- [Work required]: Your answer should be one number, the count of lines in the records that carry the string "before".

- [Stored items]:
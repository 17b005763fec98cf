use glam::Vec3;

use super::lighting::DirectionalLight;
use super::projection::Projector;
use super::types::Triangle;
use crate::renderer::Highlight;
use crate::world::Camera;

/// Phong terms below this produce no blob.
pub const SPECULAR_THRESHOLD: f32 = 0.01;

/// How far along `R` the highlight point sits, as a fraction of the longest
/// world edge.
const REFLECT_OFFSET: f32 = 0.1;

/// Phong highlight of `tri` under the directional light, or `None` when the
/// surface has no specular colour, faces away, or the term is too weak.
pub fn highlight_for(
    tri: &Triangle,
    sun: &DirectionalLight,
    camera: &Camera,
    projector: &Projector,
    bleed: bool,
) -> Option<Highlight> {
    let (spec, shininess) = tri.surface.specular()?;
    let l = sun.to_light()?;
    let n = tri.normal;
    let n_dot_l = n.dot(l);
    if n_dot_l <= 0.0 {
        return None;
    }

    let centroid = tri.centroid();
    let v = (camera.world_pos() - centroid).try_normalize()?;
    let r = reflect(l, n);
    let term = r.dot(v).max(0.0).powf(shininess) * sun.intensity;
    if term < SPECULAR_THRESHOLD {
        return None;
    }

    let offset = REFLECT_OFFSET * tri.world_extent();
    let centre = projector
        .project_point(camera.to_cam(centroid + r * offset))
        .map(|p| p.pos)
        .unwrap_or_else(|| tri.screen_centroid());

    let radius = tri.screen_extent() * 0.3 * (1.0 - shininess / 256.0).max(0.1);
    let [sr, sg, sb] = spec.channels();
    let [lr, lg, lb] = sun.color.channels();

    Some(Highlight {
        centre,
        radius,
        colour: [
            sr * lr / 255.0 * term,
            sg * lg / 255.0 * term,
            sb * lb / 255.0 * term,
        ],
        clip: tri.screen,
        bleed,
        mesh: tri.mesh,
    })
}

/// Mirror the unit vector `l` about the unit normal `n`.
#[inline]
pub fn reflect(l: Vec3, n: Vec3) -> Vec3 {
    2.0 * n.dot(l) * n - l
}
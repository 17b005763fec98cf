mod camera3d;
mod clip;
mod lighting;
mod projection;
mod sort;
mod specular;
mod triangulate;
mod types;

pub use camera3d::{Camera3D, RenderContext};
pub use clip::{CLIP_EPSILON, ClipPolygon, ClipVertex, clip_near};
pub use lighting::{
    CONTRIBUTION_THRESHOLD, DirectionalLight, DynamicLighting, LightSelection, select_lights,
    shade_triangle,
};
pub use projection::{DEPTH_EPSILON, Projector, ScreenPoint};
pub use sort::sort_back_to_front;
pub use specular::{SPECULAR_THRESHOLD, highlight_for, reflect};
pub use triangulate::{
    BACKFACE_THRESHOLD, DEFAULT_NORMAL, FaceScratch, FaceView, face_normal, fan, is_backface,
    triangulate_face,
};
pub use types::{FrameStats, Triangle, TriangleArena};
//! Rendering back-end.
//!
//! *The pipeline never touches a pixel buffer directly.* It resolves every
//! triangle to a screen-space outline plus one packed colour, every specular
//! highlight to a [`Highlight`] blob, and hands them to a type implementing
//! [`Renderer`], back to front.
//!
//! * `begin_frame` reports the surface size, or `None` when there is no
//!   usable surface; the caller then skips the whole frame.
//! * `end_frame` **loans** the finished buffer to a closure.

use std::collections::TryReserveError;

use glam::Vec2;

use crate::world::Color;

pub mod software;

pub use software::Software;

/// Pixel format of the software frame-buffer (`0xAARRGGBB`).
pub type Rgba = u32;

/// Surface errors. Raised when (re)allocating, never while rendering.
#[derive(Debug, thiserror::Error)]
pub enum RenderError {
    #[error("surface {width}x{height} has no pixels")]
    EmptySurface { width: usize, height: usize },

    #[error("surface {width}x{height} is too large")]
    TooLarge { width: usize, height: usize },

    #[error("could not allocate {width}x{height} surface: {source}")]
    Allocation {
        width: usize,
        height: usize,
        source: TryReserveError,
    },
}

/// How the frame is cleared before any triangle lands.
#[derive(Clone, Copy, Debug, PartialEq)]
pub enum Background {
    Solid(Color),
    /// Zero fill, alpha included.
    Transparent,
    /// Vertical gradient split at `horizon` (fraction of the height, 0 = top).
    SkyFloor {
        sky: Color,
        sky_horizon: Color,
        floor_horizon: Color,
        floor: Color,
        horizon: f32,
    },
}

/// One additive specular blob.
#[derive(Clone, Copy, Debug, PartialEq)]
pub struct Highlight {
    pub centre: Vec2,
    pub radius: f32,
    /// RGB added at the blob centre, `0.0 ..= 255.0` per channel.
    pub colour: [f32; 3],
    /// Screen-space outline of the triangle the blob belongs to.
    pub clip: [Vec2; 3],
    /// Allow the blob to spill outside `clip` (at reduced weight).
    pub bleed: bool,
    /// Index of the mesh that produced it, for per-mesh aggregation.
    pub mesh: usize,
}

/// Row-major `width × height` buffer of packed pixels.
#[derive(Clone, Debug, PartialEq)]
pub struct PixelBuffer {
    width: usize,
    height: usize,
    pixels: Vec<Rgba>,
}

impl PixelBuffer {
    /// Allocate a cleared buffer; fails instead of aborting when memory is
    /// short.
    pub fn new(width: usize, height: usize) -> Result<Self, RenderError> {
        if width == 0 || height == 0 {
            return Err(RenderError::EmptySurface { width, height });
        }
        let len = width
            .checked_mul(height)
            .ok_or(RenderError::TooLarge { width, height })?;

        let mut pixels = Vec::new();
        pixels
            .try_reserve_exact(len)
            .map_err(|source| RenderError::Allocation {
                width,
                height,
                source,
            })?;
        pixels.resize(len, 0);

        Ok(Self {
            width,
            height,
            pixels,
        })
    }

    #[inline]
    pub fn width(&self) -> usize {
        self.width
    }

    #[inline]
    pub fn height(&self) -> usize {
        self.height
    }

    #[inline]
    pub fn pixels(&self) -> &[Rgba] {
        &self.pixels
    }

    #[inline]
    pub fn pixels_mut(&mut self) -> &mut [Rgba] {
        &mut self.pixels
    }

    #[inline]
    pub fn get(&self, x: usize, y: usize) -> Option<Rgba> {
        (x < self.width && y < self.height).then(|| self.pixels[y * self.width + x])
    }

    #[inline]
    pub fn set(&mut self, x: usize, y: usize, px: Rgba) {
        if x < self.width && y < self.height {
            self.pixels[y * self.width + x] = px;
        }
    }

    #[inline]
    pub fn row_mut(&mut self, y: usize) -> &mut [Rgba] {
        let start = y * self.width;
        &mut self.pixels[start..start + self.width]
    }

    pub fn fill(&mut self, px: Rgba) {
        self.pixels.fill(px);
    }

    /// Nearest-neighbour blit into `dst` (`dst_w × dst_h`), scaled to
    /// `w × h` at `(x, y)`. Fully transparent source pixels are skipped so a
    /// transparent background lets the 2-D scene show through.
    pub fn blit_to(
        &self,
        dst: &mut [Rgba],
        dst_w: usize,
        dst_h: usize,
        x: i32,
        y: i32,
        w: usize,
        h: usize,
    ) {
        if w == 0 || h == 0 || dst.len() < dst_w * dst_h {
            return;
        }
        for row in 0..h {
            let dy = y + row as i32;
            if dy < 0 || dy >= dst_h as i32 {
                continue;
            }
            let sy = row * self.height / h;
            let src_row = &self.pixels[sy * self.width..(sy + 1) * self.width];
            let dst_row = &mut dst[dy as usize * dst_w..(dy as usize + 1) * dst_w];
            for col in 0..w {
                let dx = x + col as i32;
                if dx < 0 || dx >= dst_w as i32 {
                    continue;
                }
                let px = src_row[col * self.width / w];
                if px >> 24 != 0 {
                    dst_row[dx as usize] = px;
                }
            }
        }
    }
}

/// A back-end that owns the surface for the whole frame.
pub trait Renderer {
    /// (Re)allocate the surface. Called between frames only.
    fn resize(&mut self, width: usize, height: usize) -> Result<(), RenderError>;

    /// Last finished frame, if there is a surface at all.
    fn surface(&self) -> Option<&PixelBuffer>;

    /// Surface size for this frame, `None` when there is nothing to draw into.
    fn begin_frame(&mut self) -> Option<(usize, usize)>;

    /// Overwrite every pixel.
    fn draw_background(&mut self, background: &Background);

    /// Opaque fill of one screen-space triangle. Returns pixels written.
    fn draw_triangle(&mut self, points: [Vec2; 3], colour: Rgba) -> usize;

    /// Composite highlight blobs additively. With `merge`, overlapping blobs
    /// take the per-channel maximum before compositing (one mesh at a time).
    /// Returns pixels touched.
    fn draw_highlights(&mut self, blobs: &[Highlight], merge: bool) -> usize;

    /// Finish the frame and **loan** the buffer to `submit(pixels, w, h)`.
    fn end_frame<F>(&mut self, submit: F)
    where
        F: FnOnce(&[Rgba], usize, usize);
}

- [Written solution]: 2